I put my hands on my hips, biting my bottom lip. “This smells fishy to me.”
Alex scanned the horizon. “Yeah, well, we are surrounded by the ocean.”
I rolled my eyes. “Who goes running at five a.m.? It’s still dark. And then running
at noon? Was he going to go back to work all sweaty?”
Alex wasn’t looking at me. “I don’t know, Lawson.”
“Like I said, fishy. I think this guy is searching for an alibi.”
“Going running is a pretty weak one.”
“Right. And who goes running without an iPod?”
“Someone smart, who knows that he may be relatively alone on this trail, so it’s best
to listen to his surroundings rather than the Spice Girls.”
“So sue me for liking classic pop.” I tapped my foot, still unsettled, until it hit
me. I spun to face Alex and leaned in close. “Okay, then. You don’t listen to music
so you can listen for cars, ax murderers, amphibians, sea-creatures, or whatever.
That means the guy takes precautions, right?”
“Lawson, I told you. This is pretty clean,” he gulped, his eyes flitting over the
rapidly soiling sheet. “A relatively cut and dry murder case.”
I looked back at Alex, flicked my gaze over the bodies. “It’s anything but cut and
dry. Did you see those bodies, Alex?”
His eyes flashed and I practically growled. “Don’t you dare tell me this was probably
gangbangers.”
“It’s not your jurisdiction, Lawson.”
“Just tell me this, Alex.
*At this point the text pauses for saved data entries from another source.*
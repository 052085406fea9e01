use std::time::Duration;

use anyhow::{Context, Result};
use kickform::{
    FeedbackPipeline, FeedbackPolicy, FileStore, LoadOutcome, PipelineConfig, PipelineEvent,
    PoseSample,
};
use ndarray::Array1;
use tracing::{debug, info};

use crate::report;
use crate::script::ReplayEvent;

const TICK: Duration = Duration::from_secs(1);

/// The pipeline bound to a model store, driven by script time.
pub struct App {
    pipeline: FeedbackPipeline,
    store: FileStore,
    key: String,
    next_tick: Option<Duration>,
    output: Vec<String>,
}

impl App {
    pub fn new(config: &PipelineConfig, store: FileStore, seed: Option<u64>) -> Result<Self> {
        let feedback = match seed {
            Some(seed) => FeedbackPolicy::with_seed(seed),
            None => FeedbackPolicy::new(),
        };
        let pipeline = FeedbackPipeline::from_config(config, feedback)
            .context("failed to build the classifier")?;
        Ok(Self {
            pipeline,
            store,
            key: config.model_key.clone(),
            next_tick: None,
            output: Vec::new(),
        })
    }

    pub fn pipeline(&self) -> &FeedbackPipeline {
        &self.pipeline
    }

    /// Lines produced so far, in order.
    pub fn output(&self) -> &[String] {
        &self.output
    }

    pub fn load(&mut self) -> Result<LoadOutcome> {
        let outcome = self
            .pipeline
            .load(&self.store, &self.key)
            .with_context(|| format!("failed to read model {:?}", self.key))?;
        Ok(outcome)
    }

    pub fn save(&mut self) -> Result<()> {
        self.pipeline
            .save(&mut self.store, &self.key)
            .with_context(|| format!("failed to save model {:?}", self.key))
    }

    pub fn train(&mut self, samples: &[PoseSample]) -> Result<usize> {
        self.pipeline
            .train(samples)
            .context("dataset does not fit the model")
    }

    /// Feeds a script through the pipeline.
    ///
    /// Countdown ticks fire every second after a capture starts, before any
    /// event stamped at the same time. Ticks still pending after the last
    /// event are flushed so a trailing capture completes.
    pub fn replay(&mut self, events: &[ReplayEvent]) -> Result<()> {
        for event in events {
            let at = event.at();
            self.run_ticks_until(Some(at));
            match event {
                ReplayEvent::Frame {
                    landmarks,
                    features,
                    ..
                } => {
                    let emitted = match (landmarks, features) {
                        (Some(landmarks), _) => self.pipeline.on_landmarks(landmarks, at),
                        (None, Some(features)) => {
                            self.pipeline.on_frame(Array1::from(features.clone()), at)
                        }
                        (None, None) => {
                            debug!(?at, "frame without data");
                            None
                        }
                    };
                    if let Some(emitted) = emitted {
                        self.emit(at, &emitted);
                    }
                }
                ReplayEvent::Capture { phase, quality, .. } => {
                    let started = self.pipeline.start_capture(*phase, *quality);
                    self.next_tick = Some(at + TICK);
                    self.emit(at, &started);
                }
                ReplayEvent::Save { .. } => {
                    self.save()?;
                    self.push(format!("model saved under {:?}", self.key));
                }
                ReplayEvent::Load { .. } => {
                    let outcome = self.load()?;
                    self.push(describe_load(&outcome));
                }
            }
        }
        self.run_ticks_until(None);
        Ok(())
    }

    fn run_ticks_until(&mut self, limit: Option<Duration>) {
        while let Some(due) = self.next_tick {
            if limit.is_some_and(|limit| due > limit) {
                break;
            }
            let event = self.pipeline.tick();
            self.next_tick = self.pipeline.capture().map(|_| due + TICK);
            if let Some(event) = event {
                let committed = matches!(event, PipelineEvent::CaptureCommitted { .. });
                self.emit(due, &event);
                if committed {
                    self.push(report::render_progress(&self.pipeline));
                }
            }
        }
    }

    fn emit(&mut self, at: Duration, event: &PipelineEvent) {
        info!(?at, %event, "pipeline event");
        self.push(report::render_event(at, event));
    }

    fn push(&mut self, line: String) {
        println!("{line}");
        self.output.push(line);
    }
}

pub fn describe_load(outcome: &LoadOutcome) -> String {
    match outcome {
        LoadOutcome::Loaded { examples } => format!("loaded model with {examples} examples"),
        LoadOutcome::NotFound => "no saved model, starting empty".to_string(),
        LoadOutcome::Unusable(reason) => format!("saved model ignored: {reason}"),
    }
}
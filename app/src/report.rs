//! Plain-text rendering of pipeline output for the terminal.

use std::fmt::Write;
use std::time::Duration;

use kickform::{Evaluation, FeedbackPipeline, Label, Phase, PipelineEvent};

/// One event, prefixed with the stream time it happened at.
pub fn render_event(at: Duration, event: &PipelineEvent) -> String {
    let stamp = format!("[{:>7.3}s]", at.as_secs_f64());
    let mut lines = event.to_string().lines().map(str::to_owned).collect::<Vec<_>>();
    if lines.is_empty() {
        lines.push(String::new());
    }
    let indent = " ".repeat(stamp.len());
    let mut out = format!("{stamp} {}", lines[0]);
    for line in &lines[1..] {
        let _ = write!(out, "\n{indent} {line}");
    }
    out
}

/// Capture counts and progress bars per phase.
pub fn render_progress(pipeline: &FeedbackPipeline) -> String {
    let mut out = String::from("Training progress:");
    for phase in Phase::ALL {
        let counts = pipeline.counters().get(phase);
        let percent = pipeline.progress(phase);
        let filled = (percent / 10.0).round() as usize;
        let _ = write!(
            out,
            "\n  {:<11} [{}{}] {:>3.0}%  good {} / bad {}",
            phase.title(),
            "#".repeat(filled),
            ".".repeat(10 - filled.min(10)),
            percent,
            counts.good,
            counts.bad
        );
    }
    out
}

/// Accuracy line followed by a confusion table over every label.
pub fn render_evaluation(evaluation: &Evaluation) -> String {
    let mut out = format!(
        "k = {}, trained on {}, tested on {}\naccuracy: {:.1}% ({}/{})\n",
        evaluation.k,
        evaluation.train_size,
        evaluation.test_size,
        evaluation.accuracy(),
        evaluation.correct,
        evaluation.test_size
    );

    let labels: Vec<Label> = Label::all().collect();
    let width = labels
        .iter()
        .map(|l| l.to_string().len())
        .max()
        .unwrap_or(0);

    let corner = "actual \\ predicted";
    let first = width.max(corner.len());
    let _ = write!(out, "{corner:<first$}");
    for predicted in &labels {
        let _ = write!(out, " {:>width$}", predicted.to_string());
    }
    for actual in &labels {
        let _ = write!(out, "\n{:<first$}", actual.to_string());
        for predicted in &labels {
            let _ = write!(out, " {:>width$}", evaluation.confusion.get(*actual, *predicted));
        }
    }
    out
}

#[cfg(test)]
mod tests {
    use super::*;
    use kickform::{ConfusionMatrix, Quality};

    #[test]
    fn test_multiline_events_are_indented() {
        let text = render_event(Duration::from_millis(1500), &PipelineEvent::TrainFirst);
        assert_eq!(text, "[  1.500s] Train a few examples of good and bad poses first.");

        let event = PipelineEvent::InvalidFrame("first\nsecond".into());
        let text = render_event(Duration::ZERO, &event);
        let lines: Vec<_> = text.lines().collect();
        assert_eq!(lines.len(), 2);
        assert!(lines[1].starts_with("           second"));
    }

    #[test]
    fn test_evaluation_table() {
        let good = Label::new(Phase::Stance, Quality::Good);
        let bad = Label::new(Phase::Stance, Quality::Bad);
        let mut confusion = ConfusionMatrix::default();
        confusion.record(good, good);
        confusion.record(bad, good);
        let evaluation = Evaluation {
            k: 3,
            train_size: 8,
            test_size: 2,
            correct: 1,
            confusion,
        };

        let text = render_evaluation(&evaluation);
        assert!(text.contains("accuracy: 50.0% (1/2)"));
        let stance_bad_row = text.lines().find(|l| l.starts_with("stance_bad ")).unwrap();
        let cells: Vec<_> = stance_bad_row.split_whitespace().skip(1).collect();
        assert_eq!(cells, ["1", "0", "0", "0", "0", "0"]);
    }
}
use std::fmt::{Display, Formatter};
use std::str::FromStr;

use serde::{Deserialize, Serialize};
use thiserror::Error;

/// Errors raised when parsing a label string such as `plant_foot_good`.
#[derive(Debug, Clone, PartialEq, Eq, Error)]
pub enum LabelParseError {
    #[error("label {0:?} has no phase/quality separator")]
    MissingSeparator(String),
    #[error("unknown phase {0:?}")]
    UnknownPhase(String),
    #[error("unknown quality {0:?}")]
    UnknownQuality(String),
}

/// One of the three phases of a free kick.
#[derive(Debug, Clone, Copy, PartialEq, Eq, Hash, PartialOrd, Ord, Serialize, Deserialize)]
#[serde(rename_all = "snake_case")]
pub enum Phase {
    Stance,
    PlantFoot,
    KickLeg,
}

impl Phase {
    pub const ALL: [Phase; 3] = [Phase::Stance, Phase::PlantFoot, Phase::KickLeg];

    /// Identifier used in label strings.
    pub fn as_str(&self) -> &'static str {
        match self {
            Phase::Stance => "stance",
            Phase::PlantFoot => "plant_foot",
            Phase::KickLeg => "kick_leg",
        }
    }

    /// Human-readable name, lower case.
    pub fn title(&self) -> &'static str {
        match self {
            Phase::Stance => "stance",
            Phase::PlantFoot => "plant foot",
            Phase::KickLeg => "kick leg",
        }
    }
}

impl Display for Phase {
    fn fmt(&self, f: &mut Formatter<'_>) -> std::fmt::Result {
        f.write_str(self.as_str())
    }
}

impl FromStr for Phase {
    type Err = LabelParseError;

    fn from_str(s: &str) -> Result<Self, Self::Err> {
        Phase::ALL
            .into_iter()
            .find(|phase| phase.as_str() == s)
            .ok_or_else(|| LabelParseError::UnknownPhase(s.to_string()))
    }
}

/// Whether a captured pose is an example of good or bad form.
#[derive(Debug, Clone, Copy, PartialEq, Eq, Hash, PartialOrd, Ord, Serialize, Deserialize)]
#[serde(rename_all = "lowercase")]
pub enum Quality {
    Good,
    Bad,
}

impl Quality {
    pub const ALL: [Quality; 2] = [Quality::Good, Quality::Bad];

    pub fn as_str(&self) -> &'static str {
        match self {
            Quality::Good => "good",
            Quality::Bad => "bad",
        }
    }
}

impl Display for Quality {
    fn fmt(&self, f: &mut Formatter<'_>) -> std::fmt::Result {
        f.write_str(self.as_str())
    }
}

impl FromStr for Quality {
    type Err = LabelParseError;

    fn from_str(s: &str) -> Result<Self, Self::Err> {
        match s {
            "good" => Ok(Quality::Good),
            "bad" => Ok(Quality::Bad),
            other => Err(LabelParseError::UnknownQuality(other.to_string())),
        }
    }
}

/// A classification label: a phase paired with a quality.
///
/// The pair is carried as two fields everywhere; the `<phase>_<quality>`
/// string form only exists at the persistence and display boundaries.
/// Because `plant_foot` and `kick_leg` contain the separator themselves,
/// parsing splits at the *last* underscore.
#[derive(Debug, Clone, Copy, PartialEq, Eq, Hash, PartialOrd, Ord, Serialize, Deserialize)]
#[serde(into = "String", try_from = "String")]
pub struct Label {
    pub phase: Phase,
    pub quality: Quality,
}

impl Label {
    pub const fn new(phase: Phase, quality: Quality) -> Self {
        Self { phase, quality }
    }

    /// Every label, phase-major: `stance_good`, `stance_bad`, `plant_foot_good`, ...
    pub fn all() -> impl Iterator<Item = Label> {
        Phase::ALL.into_iter().flat_map(|phase| {
            Quality::ALL
                .into_iter()
                .map(move |quality| Label::new(phase, quality))
        })
    }
}

impl Display for Label {
    fn fmt(&self, f: &mut Formatter<'_>) -> std::fmt::Result {
        write!(f, "{}_{}", self.phase, self.quality)
    }
}

impl FromStr for Label {
    type Err = LabelParseError;

    fn from_str(s: &str) -> Result<Self, Self::Err> {
        let (phase, quality) = s
            .rsplit_once('_')
            .ok_or_else(|| LabelParseError::MissingSeparator(s.to_string()))?;
        Ok(Label::new(phase.parse()?, quality.parse()?))
    }
}

impl From<Label> for String {
    fn from(label: Label) -> Self {
        label.to_string()
    }
}

impl TryFrom<String> for Label {
    type Error = LabelParseError;

    fn try_from(value: String) -> Result<Self, Self::Error> {
        value.parse()
    }
}
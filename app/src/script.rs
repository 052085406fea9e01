use std::time::Duration;

use anyhow::{Context, Result, bail};
use kickform::{Landmark, Phase, Quality};
use serde::Deserialize;

/// One line of a replay script.
#[derive(Debug, Clone, PartialEq, Deserialize)]
#[serde(tag = "type", rename_all = "snake_case")]
pub enum ReplayEvent {
    Frame {
        t_ms: u64,
        #[serde(default)]
        landmarks: Option<Vec<Landmark>>,
        #[serde(default)]
        features: Option<Vec<f64>>,
    },
    Capture {
        t_ms: u64,
        phase: Phase,
        quality: Quality,
    },
    Save {
        t_ms: u64,
    },
    Load {
        t_ms: u64,
    },
}

impl ReplayEvent {
    pub fn at(&self) -> Duration {
        let t_ms = match self {
            ReplayEvent::Frame { t_ms, .. }
            | ReplayEvent::Capture { t_ms, .. }
            | ReplayEvent::Save { t_ms }
            | ReplayEvent::Load { t_ms } => *t_ms,
        };
        Duration::from_millis(t_ms)
    }
}

/// Parses a JSON Lines script. Blank lines and `#` comments are skipped.
/// Timestamps must not go backwards.
pub fn parse_script(text: &str) -> Result<Vec<ReplayEvent>> {
    let mut events: Vec<ReplayEvent> = Vec::new();
    for (index, line) in text.lines().enumerate() {
        let line = line.trim();
        if line.is_empty() || line.starts_with('#') {
            continue;
        }
        let event: ReplayEvent = serde_json::from_str(line)
            .with_context(|| format!("line {}: invalid replay event", index + 1))?;
        if let Some(previous) = events.last() {
            if event.at() < previous.at() {
                bail!("line {}: timestamp goes backwards", index + 1);
            }
        }
        events.push(event);
    }
    Ok(events)
}

#[cfg(test)]
mod tests {
    use super::*;

    #[test]
    fn test_parse_all_event_kinds() {
        let script = r#"
# warm-up
{"type": "frame", "t_ms": 0, "features": [0.1, 0.2]}
{"type": "capture", "t_ms": 100, "phase": "plant_foot", "quality": "bad"}
{"type": "frame", "t_ms": 200, "landmarks": [{"x": 0.5, "y": 0.25}]}

{"type": "save", "t_ms": 6000}
{"type": "load", "t_ms": 6000}
"#;
        let events = parse_script(script).unwrap();
        assert_eq!(events.len(), 5);
        assert_eq!(
            events[1],
            ReplayEvent::Capture {
                t_ms: 100,
                phase: Phase::PlantFoot,
                quality: Quality::Bad
            }
        );
        match &events[2] {
            ReplayEvent::Frame { landmarks: Some(l), features: None, .. } => {
                assert_eq!(l[0], Landmark::new(0.5, 0.25))
            }
            other => panic!("unexpected event {other:?}"),
        }
        assert_eq!(events[4].at(), Duration::from_secs(6));
    }

    #[test]
    fn test_rejects_bad_lines() {
        assert!(parse_script(r#"{"type": "jump", "t_ms": 0}"#).is_err());
        let unknown_phase = r#"{"type": "capture", "t_ms": 0, "phase": "run", "quality": "good"}"#;
        assert!(parse_script(unknown_phase).is_err());
        let backwards = "{\"type\": \"save\", \"t_ms\": 10}\n{\"type\": \"save\", \"t_ms\": 5}";
        let err = parse_script(backwards).unwrap_err();
        assert!(err.to_string().contains("line 2"));
    }
}
use std::time::Duration;

/// Default minimum time between two emitted classifications.
pub const DEFAULT_DEBOUNCE_INTERVAL: Duration = Duration::from_millis(500);

/// Rate-limits and de-duplicates emitted labels.
///
/// Timestamps are monotonic offsets from the start of the stream. Before the
/// first emission the interval check always passes.
#[derive(Debug, Clone, PartialEq)]
pub struct TemporalDebouncer<L> {
    interval: Duration,
    last_label: Option<L>,
    last_emission: Option<Duration>,
}

impl<L> Default for TemporalDebouncer<L> {
    fn default() -> Self {
        Self::new(DEFAULT_DEBOUNCE_INTERVAL)
    }
}

impl<L> TemporalDebouncer<L> {
    pub fn new(interval: Duration) -> Self {
        Self {
            interval,
            last_label: None,
            last_emission: None,
        }
    }

    pub fn interval(&self) -> Duration {
        self.interval
    }

    pub fn last_label(&self) -> Option<&L> {
        self.last_label.as_ref()
    }

    pub fn last_emission(&self) -> Option<Duration> {
        self.last_emission
    }

    /// True if strictly more than the interval has passed since the last emission.
    pub fn interval_elapsed(&self, now: Duration) -> bool {
        match self.last_emission {
            None => true,
            Some(last) => now.saturating_sub(last) > self.interval,
        }
    }

    /// Records an emitted label.
    pub fn record(&mut self, label: L, now: Duration) {
        self.last_label = Some(label);
        self.last_emission = Some(now);
    }

    /// Restarts the interval without changing the last label.
    pub fn touch(&mut self, now: Duration) {
        self.last_emission = Some(now);
    }

    /// Forgets all history.
    pub fn reset(&mut self) {
        self.last_label = None;
        self.last_emission = None;
    }
}

impl<L: PartialEq> TemporalDebouncer<L> {
    /// True iff `candidate` differs from the last emitted label and the
    /// interval has elapsed. Callers follow a `true` with [`record`](Self::record).
    pub fn should_emit(&self, candidate: &L, now: Duration) -> bool {
        self.last_label.as_ref() != Some(candidate) && self.interval_elapsed(now)
    }
}

#[cfg(test)]
mod tests {
    use super::*;

    fn ms(v: u64) -> Duration {
        Duration::from_millis(v)
    }

    #[test]
    fn test_first_emission_is_allowed() {
        let debouncer: TemporalDebouncer<&str> = TemporalDebouncer::default();
        assert!(debouncer.should_emit(&"stance_good", ms(0)));
    }

    #[test]
    fn test_same_label_is_suppressed() {
        let mut debouncer = TemporalDebouncer::default();
        assert!(debouncer.should_emit(&"a", ms(1000)));
        debouncer.record("a", ms(1000));

        assert!(!debouncer.should_emit(&"a", ms(1200)));
        // The same label stays suppressed even after the window.
        assert!(!debouncer.should_emit(&"a", ms(5000)));
    }

    #[test]
    fn test_new_label_waits_for_window() {
        let mut debouncer = TemporalDebouncer::new(ms(500));
        debouncer.record("a", ms(1000));

        assert!(!debouncer.should_emit(&"b", ms(1300)));
        // Exactly the interval is not enough.
        assert!(!debouncer.should_emit(&"b", ms(1500)));
        assert!(debouncer.should_emit(&"b", ms(1501)));
    }

    #[test]
    fn test_touch_restarts_window_only() {
        let mut debouncer = TemporalDebouncer::new(ms(500));
        debouncer.record("a", ms(0));
        debouncer.touch(ms(2000));

        assert_eq!(debouncer.last_label(), Some(&"a"));
        assert!(!debouncer.interval_elapsed(ms(2400)));
        assert!(debouncer.interval_elapsed(ms(2600)));
    }

    #[test]
    fn test_reset_forgets_history() {
        let mut debouncer = TemporalDebouncer::new(ms(500));
        debouncer.record("a", ms(1000));
        debouncer.reset();

        assert_eq!(debouncer.last_label(), None);
        assert_eq!(debouncer.last_emission(), None);
        assert!(debouncer.should_emit(&"a", ms(1001)));
    }
}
What kind of guy takes precautions and runs
toward
a rustle in the bushes?”
Alex paused, but still didn’t look at me.
“Look at him, Alex. The guy is practically naked.”
Alex glanced over to the runner—his legs were bare, his shorts covering little more
than his rear and the tops of his thighs. They were so tight that I could make out
a key ring with a single key on it and something small and rectangular—a cell phone
or a wallet—pressed into the zipped back pocket. He wore a long-sleeved shirt that
was fitted against his thin torso, and sneakers and no socks.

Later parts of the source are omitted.